En una jornada laboral de ocho horas, un trabajador mexicano produce prácticamente la misma cantidad de valor que hace 20 años1.

¿Qué estamos haciendo o dejando de hacer que nos está impidiendo ser más productivos, generar más valor en menos tiempo? Son múltiples las posibles explicaciones y se han escrito sendos estudios al respecto, pero una de las que escuchamos con mayor frecuencia es que para elevar la productividad es necesario mejorar las competencias de los mexicanos.

El concepto de competencias blandas (en inglés conocidas como soft skills) se refiere a los conocimientos, habilidades y actitudes que contribuyen a un mejor desempeño en los diferentes ámbitos de la vida.

Las competencias no solo incluyen aspectos cognitivos, sino también capacidades interpersonales como valores, motivaciones y actitudes, que ayudan a lograr un buen funcionamiento en el trabajo y en la sociedad.

Para mejorar las competencias de los mexicanos se requiere un enorme esfuerzo tanto en el plano educativo como en el mercado laboral.

En México se han dado pasos importantes en la dirección correcta. Se ha elevado significativamente la escolaridad promedio de la población, se ha extendido también la cobertura en educación media superior y superior, y se aprobó una reforma educativa de gran alcance que ya está en proceso de implementación. Además, nuestro país es el único en América Latina que cuenta con un sistema educativo basado en competencias establecidas de acuerdo a estándares ocupacionales.

Sin embargo, el reto es inmenso, ya que a pesar de estos esfuerzos, el capital humano en México aún dista mucho de contar con las competencias necesarias para desempeñarse con mayores niveles productividad en el mercado laboral.

Una encuesta hecha por el Cidac sobre competencias profesionales a 481 empresas del país encontró que la demanda por ciertas competencias supera la capacidad para desarrollarlas, es decir, a escala nacional existe una brecha entre la oferta y demanda de competencias de 26 por ciento.

El estudio revela también que las empresas se enfrentan a una escasez de competencias básicas, como por ejemplo comunicación oral y escrita2.

Para enfrentar este desafío, se debe desarrollar una política de desarrollo clara, en la cual se definan los sectores estratégicos con mayor potencial de crecimiento, las competencias necesarias para cada uno de estos sectores, así como los programas de estudio indicados para generar esas competencias.

Es igualmente importante realizar un esfuerzo decidido en todos los niveles educativos para mejorar las competencias blandas de los mexicanos, es decir, la capacidad de comunicarse, de hablar en público, de trabajar en equipo y de adaptarse a diferentes circunstancias, entre otras.

Finalmente, es fundamental que el sector privado realice una mayor inversión en la capacitación para el trabajo.
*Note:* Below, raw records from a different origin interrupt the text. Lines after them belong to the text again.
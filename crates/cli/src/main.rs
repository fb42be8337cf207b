// Copyright (C) 2026 Fred Clausen
// Use of this source code is governed by an MIT-style
// license that can be found in the LICENSE file or at
// https://opensource.org/licenses/MIT.

#![deny(
    clippy::pedantic,
    clippy::cargo,
    clippy::nursery,
    clippy::style,
    clippy::correctness,
    clippy::all,
    clippy::suspicious,
    clippy::complexity,
    clippy::perf,
    clippy::unwrap_used,
    clippy::expect_used
)]
#![allow(clippy::multiple_crate_versions)]

mod cli;
mod commands;

#[cfg(test)]
mod tests;

use clap::Parser;
use color_eyre::Result;
use facilitydesk_persistence::Persistence;
use serde_json::Value;
use tracing::info;
use tracing_subscriber::EnvFilter;

use crate::cli::Args;

fn open_persistence(args: &Args) -> Result<Persistence> {
    let persistence: Persistence = if let Some(db_path) = &args.database {
        info!("Using database file: {}", db_path.display());
        Persistence::new_with_file(db_path)?
    } else {
        info!("Using in-memory database");
        Persistence::new_in_memory()?
    };
    Ok(persistence)
}

fn main() -> Result<()> {
    color_eyre::install()?;
    let args: Args = Args::parse();

    tracing_subscriber::fmt()
        .with_env_filter(
            EnvFilter::builder()
                .with_default_directive(args.log_level().into())
                .from_env_lossy(),
        )
        .with_writer(std::io::stderr)
        .init();

    let mut persistence: Persistence = open_persistence(&args)?;
    let output: Value = commands::run(
        args.command,
        &mut persistence,
        &args.credentials,
        commands::current_date(),
    )?;

    println!("{}", serde_json::to_string_pretty(&output)?);
    Ok(())
}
Los mexicanos reciben muy poca capacitación una vez que ingresan al mercado laboral. Según la Encuesta Nacional de Empleo y Educación de 2009, solo 37 por ciento de los trabajadores activos habían participado en algún programa de capacitación a lo largo de su vida laboral3.

Para aumentar la productividad del capital humano, en una economía donde la innovación es un factor clave de éxito, se deben actualizar constantemente los conocimientos y competencias para mantenerlas alineadas a las necesidades del rol y del entorno organizacional. Esto exige un compromiso tanto por parte de las empresas para impartir programas de capacitación y formación, como de los individuos para seguir aprendiendo a lo largo de la vida.

1. Accenture, México: El poder de la productividad y la alta innovación, México, 2015. p. 8.

2. Cidac, Encuesta de competencias profesionales 2014, México 2014, p. 19.

3. BID, Construyendo un sistema de aprendizaje a lo largo de la vida en México, 2014.

*Presidente y director general de Laureate México, la red de universidades privada más grande del mundo. La UVM y la Unitec forman parte de esta red internacional.